Regalia, the keynote speaker at I-CAR's 30th anniversary event this summer, kicked off the conference with a cautiously optimistic forecast.
“We see an economy that is pulling out of what has been the worst economic downturn since the Great Depression,” Regalia said, noting that this recession has lasted 19 months, more than twice the length of those in the mid-1970s and early 1980s. “We should be bottoming out at the end of the second quarter or early part of the third quarter. And then we're going to see positive growth, I believe, in this third quarter, a little stronger growth in the fourth quarter, possibly averaging about 2 percent, and about that same rate of growth for the first half of next year.”
Regalia cited a number of reasons for his optimism. First, he said, price declines have boosted American's real incomes enough to spur some growth in consumer spending, which accounts for two-thirds of the nation's overall economy. Second, the “freefall” in the housing market appears to have bottomed out, with housing starts and home sales stabilized even if not yet improving. Though not thriving, the banking and financial markets, thanks to government intervention, averted a complete melt-down.
“People are only now starting to realize how close we were to the edge of the abyss: The entire capital market was dysfunctional,” Regalia said. “Had it stayed that way, we would have gone from the worst economic downturn since the Great Depression, to setting a new standard for ‘depression.'”
So while the economic outlook is generally not too bad, Regalia, said, don't look for a quick return to boom times. One analyst said a graph of the recovery may look like the tail-end of the Nike “Swoosh” logo.
“It's going to be slow by historical standards,” Regalia agreed.
He pointed to a couple of factors that will play into that recovery. First, since the end of 2007, the nation has lost 6.5 million jobs.
“Those are big, big numbers,” he said, adding that the potential loss of even more jobs was one of the reasons the Chamber supported the auto industry bail-outs.
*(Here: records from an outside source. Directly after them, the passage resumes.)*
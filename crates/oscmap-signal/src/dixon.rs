//! One-point Dixon decomposition of dissolved-phase data.
//!
//! A single global phase rotation places the RBC signal on the imaginary
//! axis and the membrane signal on the real axis. The rotation is chosen so
//! that the summed k0 lands at `atan2(rbc_m_ratio, 1)`. No per-projection or
//! B0-inhomogeneity correction is applied.
//!
//! # References
//! - Kaushik et al. (2016), "Single-breath clinical imaging of hyperpolarized
//!   129Xe in the airspaces, barrier, and red blood cells using an
//!   interleaved 3D radial 1-point Dixon acquisition", MRM 75(4)

use ndarray::Array2;
use num_complex::Complex64;
use oscmap_core::{CoreResult, DixonChannels, InputError, RbcMRatio};
use tracing::{debug, warn};

/// Splits `dissolved` into RBC (imaginary) and membrane (real) channels.
///
/// # Errors
///
/// Returns [`InputError::Empty`] if `dissolved` has no samples.
pub fn decompose(dissolved: &Array2<Complex64>, ratio: RbcMRatio) -> CoreResult<DixonChannels> {
    if dissolved.is_empty() {
        return Err(InputError::Empty {
            what: "dissolved k-space",
        }
        .into());
    }

    let desired = ratio.phase_angle();
    let total_k0: Complex64 = dissolved.column(0).sum();
    if total_k0.norm() == 0.0 {
        warn!("summed dissolved k0 is zero, rotation is arbitrary");
    }
    let observed = total_k0.im.atan2(total_k0.re);
    let rotation_rad = desired - observed;
    debug!(
        ratio = ratio.value(),
        desired_rad = desired,
        observed_rad = observed,
        "dixon rotation"
    );

    let rotor = Complex64::from_polar(1.0, rotation_rad);
    let rotated = dissolved.mapv(|c| c * rotor);
    Ok(DixonChannels {
        rbc: rotated.mapv(|c| c.im),
        membrane: rotated.mapv(|c| c.re),
        rotation_rad,
    })
}

/// Same as [`decompose`] with an unchecked ratio.
///
/// # Errors
///
/// Returns [`oscmap_core::CoreError::Configuration`] if `rbc_m_ratio` is not
/// positive, otherwise as [`decompose`].
pub fn decompose_with_ratio(
    dissolved: &Array2<Complex64>,
    rbc_m_ratio: f64,
) -> CoreResult<DixonChannels> {
    decompose(dissolved, RbcMRatio::new(rbc_m_ratio)?)
}

#[cfg(test)]
mod tests {
    use super::*;
    use approx::assert_abs_diff_eq;
    use oscmap_core::CoreError;

    #[test]
    fn test_ratio_is_recovered_per_sample() {
        let angle = 0.3_f64.atan2(1.0);
        let data = Array2::from_elem((6, 10), Complex64::from_polar(1.0, angle));
        let channels = decompose_with_ratio(&data, 0.3).unwrap();
        for (rbc, mem) in channels.rbc.iter().zip(channels.membrane.iter()) {
            assert_abs_diff_eq!(rbc / mem, 0.3, epsilon = 1e-12);
        }
        assert_abs_diff_eq!(channels.rotation_rad, 0.0, epsilon = 1e-12);
    }

    #[test]
    fn test_arbitrary_input_phase_is_rotated() {
        let amplitude = 2.5;
        let data = Array2::from_elem((4, 3), Complex64::from_polar(amplitude, -2.0));
        let ratio = RbcMRatio::new(0.7).unwrap();
        let channels = decompose(&data, ratio).unwrap();
        let angle = ratio.phase_angle();
        for v in channels.rbc.iter() {
            assert_abs_diff_eq!(*v, amplitude * angle.sin(), epsilon = 1e-12);
        }
        for v in channels.membrane.iter() {
            assert_abs_diff_eq!(*v, amplitude * angle.cos(), epsilon = 1e-12);
        }
    }

    #[test]
    fn test_shape_preserved() {
        let data = Array2::from_shape_fn((5, 7), |(i, j)| Complex64::new(i as f64, j as f64));
        let channels = decompose_with_ratio(&data, 0.5).unwrap();
        assert_eq!(channels.rbc.dim(), (5, 7));
        assert_eq!(channels.membrane.dim(), (5, 7));
    }

    #[test]
    fn test_non_positive_ratio_rejected() {
        let data = Array2::from_elem((2, 2), Complex64::new(1.0, 0.0));
        assert!(matches!(
            decompose_with_ratio(&data, 0.0),
            Err(CoreError::Configuration(_))
        ));
        assert!(decompose_with_ratio(&data, -0.2).is_err());
    }

    #[test]
    fn test_empty_rejected() {
        let data = Array2::<Complex64>::zeros((0, 4));
        assert!(decompose_with_ratio(&data, 0.5).is_err());
    }
}
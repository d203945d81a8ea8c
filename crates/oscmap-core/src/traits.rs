//! Core trait definitions.
//!
//! - [`Conditioner`]: a composable 1-D transform applied to a time series
//!   before segmentation

use ndarray::Array1;

use crate::error::CoreResult;

/// Sampling information passed to every [`Conditioner`].
#[derive(Debug, Clone, Copy, PartialEq)]
pub struct ConditioningContext {
    /// Samples per second of the series being conditioned
    pub sample_rate_hz: f64,
}

impl ConditioningContext {
    /// Context for a series sampled every `period_s` seconds.
    #[must_use]
    pub fn from_period(period_s: f64) -> Self {
        Self {
            sample_rate_hz: 1.0 / period_s,
        }
    }

    /// Nyquist frequency in Hz.
    #[must_use]
    pub fn nyquist_hz(&self) -> f64 {
        0.5 * self.sample_rate_hz
    }
}

/// A 1-D signal transform.
///
/// Implementations are stateless; the output length may differ from the
/// input length (valid-region filters, wavelet edge effects), so callers must
/// not assume shape preservation.
///
/// # Example
///
/// ```ignore
/// use oscmap_core::{Conditioner, ConditioningContext};
///
/// fn run(steps: &[Box<dyn Conditioner>], x: ndarray::Array1<f64>) -> oscmap_core::CoreResult<ndarray::Array1<f64>> {
///     let ctx = ConditioningContext::from_period(0.015);
///     steps.iter().try_fold(x, |acc, s| s.apply(&acc, &ctx))
/// }
/// ```
pub trait Conditioner: Send + Sync {
    /// Name used in logs.
    fn name(&self) -> &'static str;

    /// Transforms `signal`.
    ///
    /// # Errors
    ///
    /// Returns an error if a precondition on the input or parameters is
    /// violated, or if an internal fit fails.
    fn apply(&self, signal: &Array1<f64>, ctx: &ConditioningContext) -> CoreResult<Array1<f64>>;
}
While the numbers of new unemployment claims appeared to be leveling off this summer, the unemployment rate will likely continue to rise until the end of the year or early in 2010, he said. He predicted it could be four or five years until the country surpasses its prior peak of employment numbers (compared to a 3.5-year recovery after the 2001 drop).
The other key concern as the economy recovers will be controlling inflation, Regalia said, which for the next 12 to 18 months doesn't appear to be a concern. But the fiscal and monetary policy now in place to stimulate the economy would likely lead to steep inflation, high interest rates and perhaps a “double-dip recession” if it's not pulled back at the right time, Regalia cautioned. Timing is challenging, he said, because ideally the change is made before it's clear it is needed, which can make “political pariahs” out of those controlling federal monetary and fiscal policy.
“But if it doesn't happen, we'll see inflation like in the 1970s and 1980s when it was up to 10 percent,” Regalia said. “In short, we've got an economy that is past the worst and is improving for a variety of reasons. We're likely to get an economic recovery that starts in the next month or two, but it's going to be slow by historical standards, and it's not going to be quick enough to generate rapid declines in the unemployment rate. So we're still going to be dealing with some economic problems even as we improve.”